Work instructions. Go to the line holding "the kernel produced." in the entries below and write out exactly every line down to and including the line holding "Err(e) => Inbound::Malformed".

Records shown.

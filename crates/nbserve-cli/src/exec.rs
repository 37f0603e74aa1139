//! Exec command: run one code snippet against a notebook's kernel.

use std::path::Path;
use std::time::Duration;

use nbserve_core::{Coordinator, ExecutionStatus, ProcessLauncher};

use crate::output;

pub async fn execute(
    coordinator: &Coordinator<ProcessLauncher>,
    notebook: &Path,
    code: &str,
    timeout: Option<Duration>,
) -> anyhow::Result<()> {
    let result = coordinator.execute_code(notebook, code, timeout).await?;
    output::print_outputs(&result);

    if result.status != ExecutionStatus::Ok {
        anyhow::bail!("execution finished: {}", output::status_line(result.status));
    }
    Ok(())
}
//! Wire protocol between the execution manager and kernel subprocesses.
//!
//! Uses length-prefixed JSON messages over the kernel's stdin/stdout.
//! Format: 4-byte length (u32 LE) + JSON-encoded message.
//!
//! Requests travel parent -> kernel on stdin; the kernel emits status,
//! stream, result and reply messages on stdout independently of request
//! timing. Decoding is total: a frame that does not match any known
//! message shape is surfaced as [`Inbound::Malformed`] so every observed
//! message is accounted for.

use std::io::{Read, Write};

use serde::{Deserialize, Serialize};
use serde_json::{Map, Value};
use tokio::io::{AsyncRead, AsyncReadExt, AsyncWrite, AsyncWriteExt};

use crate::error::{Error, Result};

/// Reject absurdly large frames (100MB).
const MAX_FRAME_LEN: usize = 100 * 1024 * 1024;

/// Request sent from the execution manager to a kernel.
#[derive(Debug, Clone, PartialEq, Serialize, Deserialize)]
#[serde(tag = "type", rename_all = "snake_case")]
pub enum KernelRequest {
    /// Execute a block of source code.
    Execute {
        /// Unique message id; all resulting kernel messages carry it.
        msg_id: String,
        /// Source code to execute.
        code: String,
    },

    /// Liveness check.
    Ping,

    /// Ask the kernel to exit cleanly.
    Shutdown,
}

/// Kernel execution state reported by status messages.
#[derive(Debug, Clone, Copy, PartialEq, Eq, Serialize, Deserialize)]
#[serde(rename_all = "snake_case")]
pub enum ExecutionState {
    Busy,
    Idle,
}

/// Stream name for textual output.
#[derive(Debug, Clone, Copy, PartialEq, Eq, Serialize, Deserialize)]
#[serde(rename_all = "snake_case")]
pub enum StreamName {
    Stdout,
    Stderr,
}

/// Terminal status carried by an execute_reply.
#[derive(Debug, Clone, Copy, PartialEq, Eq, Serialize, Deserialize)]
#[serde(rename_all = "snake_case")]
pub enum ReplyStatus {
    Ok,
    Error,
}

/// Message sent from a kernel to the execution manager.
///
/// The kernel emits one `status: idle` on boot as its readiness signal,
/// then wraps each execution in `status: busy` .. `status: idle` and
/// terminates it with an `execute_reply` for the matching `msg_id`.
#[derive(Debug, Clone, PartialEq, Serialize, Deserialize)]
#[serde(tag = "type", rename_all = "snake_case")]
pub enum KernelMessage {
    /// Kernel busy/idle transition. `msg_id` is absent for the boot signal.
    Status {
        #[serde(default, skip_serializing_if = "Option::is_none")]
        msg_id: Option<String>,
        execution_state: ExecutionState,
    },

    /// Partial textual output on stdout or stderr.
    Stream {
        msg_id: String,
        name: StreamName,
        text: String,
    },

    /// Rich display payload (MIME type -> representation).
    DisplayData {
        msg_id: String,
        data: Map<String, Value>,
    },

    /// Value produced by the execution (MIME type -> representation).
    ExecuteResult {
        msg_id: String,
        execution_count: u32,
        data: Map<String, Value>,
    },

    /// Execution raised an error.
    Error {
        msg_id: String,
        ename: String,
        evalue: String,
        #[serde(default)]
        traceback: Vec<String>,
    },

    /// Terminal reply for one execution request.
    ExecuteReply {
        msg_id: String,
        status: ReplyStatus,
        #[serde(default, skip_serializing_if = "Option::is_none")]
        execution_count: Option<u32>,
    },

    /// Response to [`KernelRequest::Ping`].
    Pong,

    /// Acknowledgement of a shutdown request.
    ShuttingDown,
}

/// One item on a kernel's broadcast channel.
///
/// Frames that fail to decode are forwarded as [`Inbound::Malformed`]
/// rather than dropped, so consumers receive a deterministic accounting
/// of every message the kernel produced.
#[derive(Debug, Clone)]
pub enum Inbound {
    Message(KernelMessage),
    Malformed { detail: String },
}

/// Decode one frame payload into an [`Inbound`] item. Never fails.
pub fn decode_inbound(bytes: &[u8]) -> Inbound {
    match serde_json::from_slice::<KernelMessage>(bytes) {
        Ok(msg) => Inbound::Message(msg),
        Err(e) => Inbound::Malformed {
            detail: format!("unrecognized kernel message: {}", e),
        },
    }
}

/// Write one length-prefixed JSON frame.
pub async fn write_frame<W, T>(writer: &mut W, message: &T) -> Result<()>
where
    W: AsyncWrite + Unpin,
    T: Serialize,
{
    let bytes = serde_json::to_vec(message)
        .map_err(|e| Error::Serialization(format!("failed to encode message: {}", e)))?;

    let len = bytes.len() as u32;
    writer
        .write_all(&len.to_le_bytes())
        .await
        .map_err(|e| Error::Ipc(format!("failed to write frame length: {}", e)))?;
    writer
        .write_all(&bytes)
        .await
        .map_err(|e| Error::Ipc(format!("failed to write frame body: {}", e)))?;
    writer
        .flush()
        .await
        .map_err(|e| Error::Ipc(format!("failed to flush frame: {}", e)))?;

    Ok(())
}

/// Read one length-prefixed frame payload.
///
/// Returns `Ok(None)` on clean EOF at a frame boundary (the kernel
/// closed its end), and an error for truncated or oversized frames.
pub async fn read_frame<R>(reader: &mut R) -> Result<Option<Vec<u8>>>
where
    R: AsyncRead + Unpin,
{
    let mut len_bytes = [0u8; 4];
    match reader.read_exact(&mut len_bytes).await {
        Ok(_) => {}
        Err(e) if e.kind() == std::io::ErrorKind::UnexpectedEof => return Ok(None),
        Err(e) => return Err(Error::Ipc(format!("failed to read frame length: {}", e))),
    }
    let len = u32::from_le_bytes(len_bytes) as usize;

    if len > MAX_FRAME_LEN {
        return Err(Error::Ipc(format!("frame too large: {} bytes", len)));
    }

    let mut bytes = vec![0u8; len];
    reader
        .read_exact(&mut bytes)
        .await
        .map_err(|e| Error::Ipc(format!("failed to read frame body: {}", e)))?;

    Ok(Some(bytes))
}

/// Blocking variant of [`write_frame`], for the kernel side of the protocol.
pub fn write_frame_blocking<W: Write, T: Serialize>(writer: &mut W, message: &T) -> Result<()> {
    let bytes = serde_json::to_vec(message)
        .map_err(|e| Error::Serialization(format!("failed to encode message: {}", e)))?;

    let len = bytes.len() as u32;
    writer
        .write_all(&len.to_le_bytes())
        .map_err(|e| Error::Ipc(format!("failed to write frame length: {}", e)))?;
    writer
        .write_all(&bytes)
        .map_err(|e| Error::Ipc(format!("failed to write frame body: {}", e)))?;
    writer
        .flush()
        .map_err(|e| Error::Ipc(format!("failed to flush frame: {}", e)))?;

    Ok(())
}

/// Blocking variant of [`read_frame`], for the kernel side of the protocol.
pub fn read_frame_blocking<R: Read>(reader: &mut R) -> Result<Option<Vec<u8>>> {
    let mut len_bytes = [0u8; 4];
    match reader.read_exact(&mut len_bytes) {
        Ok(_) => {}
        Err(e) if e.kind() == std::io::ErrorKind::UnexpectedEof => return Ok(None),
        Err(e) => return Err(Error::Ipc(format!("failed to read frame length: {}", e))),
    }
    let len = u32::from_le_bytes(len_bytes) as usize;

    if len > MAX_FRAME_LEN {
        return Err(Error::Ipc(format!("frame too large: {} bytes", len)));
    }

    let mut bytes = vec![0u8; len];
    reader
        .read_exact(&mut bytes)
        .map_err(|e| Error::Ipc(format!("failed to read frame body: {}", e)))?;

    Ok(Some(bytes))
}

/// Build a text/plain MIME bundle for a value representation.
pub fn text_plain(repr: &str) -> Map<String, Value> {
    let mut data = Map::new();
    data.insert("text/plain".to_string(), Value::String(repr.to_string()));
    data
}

* * *

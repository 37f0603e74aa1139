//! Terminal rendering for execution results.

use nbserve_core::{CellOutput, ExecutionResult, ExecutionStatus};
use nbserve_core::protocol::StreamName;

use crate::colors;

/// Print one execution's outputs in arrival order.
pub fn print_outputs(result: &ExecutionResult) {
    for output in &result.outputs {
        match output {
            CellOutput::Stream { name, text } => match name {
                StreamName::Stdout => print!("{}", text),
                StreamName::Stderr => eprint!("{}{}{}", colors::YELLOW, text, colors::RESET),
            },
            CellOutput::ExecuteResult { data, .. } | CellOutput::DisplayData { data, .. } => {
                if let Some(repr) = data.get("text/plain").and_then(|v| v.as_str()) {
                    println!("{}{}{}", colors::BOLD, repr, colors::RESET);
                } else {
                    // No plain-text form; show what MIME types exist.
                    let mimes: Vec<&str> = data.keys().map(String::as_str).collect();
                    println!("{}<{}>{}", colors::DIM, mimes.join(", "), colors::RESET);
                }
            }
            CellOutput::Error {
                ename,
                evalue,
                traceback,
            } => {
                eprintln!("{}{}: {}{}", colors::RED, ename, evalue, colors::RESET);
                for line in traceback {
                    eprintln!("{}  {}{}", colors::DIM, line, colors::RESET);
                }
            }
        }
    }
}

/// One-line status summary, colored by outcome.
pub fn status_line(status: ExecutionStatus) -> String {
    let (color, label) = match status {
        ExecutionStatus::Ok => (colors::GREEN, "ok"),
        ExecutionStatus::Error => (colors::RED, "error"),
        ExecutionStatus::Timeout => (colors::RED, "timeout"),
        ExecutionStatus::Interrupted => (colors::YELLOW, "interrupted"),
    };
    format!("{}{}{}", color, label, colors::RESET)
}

Written solution.
/// of every message the kernel produced.
#[derive(Debug, Clone)]
pub enum Inbound {
    Message(KernelMessage),
    Malformed { detail: String },
}

/// Decode one frame payload into an [`Inbound`] item. Never fails.
pub fn decode_inbound(bytes: &[u8]) -> Inbound {
    match serde_json::from_slice::<KernelMessage>(bytes) {
        Ok(msg) => Inbound::Message(msg),
        Err(e) => Inbound::Malformed {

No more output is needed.